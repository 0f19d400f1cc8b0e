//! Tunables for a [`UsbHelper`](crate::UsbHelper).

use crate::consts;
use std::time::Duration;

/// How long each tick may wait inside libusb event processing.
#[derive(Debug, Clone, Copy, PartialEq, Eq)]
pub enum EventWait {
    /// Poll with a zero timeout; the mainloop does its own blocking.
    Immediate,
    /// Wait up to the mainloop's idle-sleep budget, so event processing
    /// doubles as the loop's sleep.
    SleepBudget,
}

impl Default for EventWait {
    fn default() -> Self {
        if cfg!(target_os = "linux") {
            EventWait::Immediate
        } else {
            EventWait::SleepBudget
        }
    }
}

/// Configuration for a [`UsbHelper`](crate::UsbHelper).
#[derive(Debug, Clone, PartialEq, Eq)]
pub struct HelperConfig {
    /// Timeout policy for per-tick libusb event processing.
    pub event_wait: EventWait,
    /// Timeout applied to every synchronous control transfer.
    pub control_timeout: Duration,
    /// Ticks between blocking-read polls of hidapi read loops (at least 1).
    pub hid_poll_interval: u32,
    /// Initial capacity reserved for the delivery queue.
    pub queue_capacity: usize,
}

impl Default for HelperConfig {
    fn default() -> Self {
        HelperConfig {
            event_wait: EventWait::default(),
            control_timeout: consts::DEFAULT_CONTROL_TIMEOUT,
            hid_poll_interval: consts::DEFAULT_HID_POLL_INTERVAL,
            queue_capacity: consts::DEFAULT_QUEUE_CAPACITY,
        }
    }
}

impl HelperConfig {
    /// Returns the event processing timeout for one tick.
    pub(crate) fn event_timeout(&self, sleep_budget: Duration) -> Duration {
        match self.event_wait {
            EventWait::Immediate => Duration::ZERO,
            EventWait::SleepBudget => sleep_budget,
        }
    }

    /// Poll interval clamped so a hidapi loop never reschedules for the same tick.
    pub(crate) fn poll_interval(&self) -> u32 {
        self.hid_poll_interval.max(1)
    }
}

■ ■ ■ ■

• Your instructions: From the entries above, copy each line that holds "libusb".

• Written solution:
/// How long each tick may wait inside libusb event processing.
    /// Timeout policy for per-tick libusb event processing.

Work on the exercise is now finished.